::: Records for this task :::

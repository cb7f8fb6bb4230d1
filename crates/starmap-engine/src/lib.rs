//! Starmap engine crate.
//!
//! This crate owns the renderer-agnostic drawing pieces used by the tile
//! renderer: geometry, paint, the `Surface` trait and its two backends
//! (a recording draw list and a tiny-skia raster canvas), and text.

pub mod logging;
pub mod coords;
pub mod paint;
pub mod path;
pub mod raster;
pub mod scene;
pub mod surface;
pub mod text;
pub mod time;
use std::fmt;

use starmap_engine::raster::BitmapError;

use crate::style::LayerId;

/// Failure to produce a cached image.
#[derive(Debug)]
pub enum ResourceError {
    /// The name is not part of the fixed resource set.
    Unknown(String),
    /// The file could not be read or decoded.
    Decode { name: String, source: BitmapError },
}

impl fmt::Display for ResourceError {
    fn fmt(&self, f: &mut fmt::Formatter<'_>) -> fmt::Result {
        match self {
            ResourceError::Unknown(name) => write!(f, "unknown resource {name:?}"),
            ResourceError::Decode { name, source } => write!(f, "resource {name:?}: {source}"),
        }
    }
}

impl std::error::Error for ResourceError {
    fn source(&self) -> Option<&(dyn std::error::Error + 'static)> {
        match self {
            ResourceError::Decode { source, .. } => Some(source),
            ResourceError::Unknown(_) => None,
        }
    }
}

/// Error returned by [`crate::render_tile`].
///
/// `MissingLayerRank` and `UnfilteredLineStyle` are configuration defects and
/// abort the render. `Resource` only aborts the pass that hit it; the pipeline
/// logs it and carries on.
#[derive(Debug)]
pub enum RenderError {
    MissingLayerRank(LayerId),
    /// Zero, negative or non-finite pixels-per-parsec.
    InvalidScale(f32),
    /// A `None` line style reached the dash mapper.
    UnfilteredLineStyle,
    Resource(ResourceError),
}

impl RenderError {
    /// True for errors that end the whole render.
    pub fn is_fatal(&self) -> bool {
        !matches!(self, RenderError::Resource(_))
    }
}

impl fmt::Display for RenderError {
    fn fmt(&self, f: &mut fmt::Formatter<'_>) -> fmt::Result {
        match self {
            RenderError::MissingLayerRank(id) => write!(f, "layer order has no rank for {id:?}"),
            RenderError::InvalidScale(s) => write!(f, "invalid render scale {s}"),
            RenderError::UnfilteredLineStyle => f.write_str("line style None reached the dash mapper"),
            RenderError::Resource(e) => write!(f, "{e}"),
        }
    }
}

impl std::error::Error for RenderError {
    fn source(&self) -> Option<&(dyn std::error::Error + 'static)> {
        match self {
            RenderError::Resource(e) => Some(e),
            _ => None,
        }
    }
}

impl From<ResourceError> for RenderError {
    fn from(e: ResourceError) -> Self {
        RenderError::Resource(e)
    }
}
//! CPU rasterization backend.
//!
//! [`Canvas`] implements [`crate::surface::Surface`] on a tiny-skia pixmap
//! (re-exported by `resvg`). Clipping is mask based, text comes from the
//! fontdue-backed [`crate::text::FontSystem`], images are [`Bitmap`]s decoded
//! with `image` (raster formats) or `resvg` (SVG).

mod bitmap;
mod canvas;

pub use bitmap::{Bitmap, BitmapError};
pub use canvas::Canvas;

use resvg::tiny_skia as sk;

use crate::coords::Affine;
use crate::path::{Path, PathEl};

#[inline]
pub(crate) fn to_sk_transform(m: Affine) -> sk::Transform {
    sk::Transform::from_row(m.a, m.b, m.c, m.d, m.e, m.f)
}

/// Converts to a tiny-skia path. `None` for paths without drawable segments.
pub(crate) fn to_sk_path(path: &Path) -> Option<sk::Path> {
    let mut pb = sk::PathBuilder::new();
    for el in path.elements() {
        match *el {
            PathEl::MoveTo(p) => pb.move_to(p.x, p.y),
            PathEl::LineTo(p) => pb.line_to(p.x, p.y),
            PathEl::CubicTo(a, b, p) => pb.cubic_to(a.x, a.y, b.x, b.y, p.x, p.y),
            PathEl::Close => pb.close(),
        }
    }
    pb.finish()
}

:::

## Try it
Every line above from the line with "use std::fmt;" to the line with "read or decoded.", both included, must be reproduced exactly, and no other line may appear.

## Written answer
use std::fmt;

use starmap_engine::raster::BitmapError;

use crate::style::LayerId;

/// Failure to produce a cached image.
#[derive(Debug)]
pub enum ResourceError {
    /// The name is not part of the fixed resource set.
    Unknown(String),
    /// The file could not be read or decoded.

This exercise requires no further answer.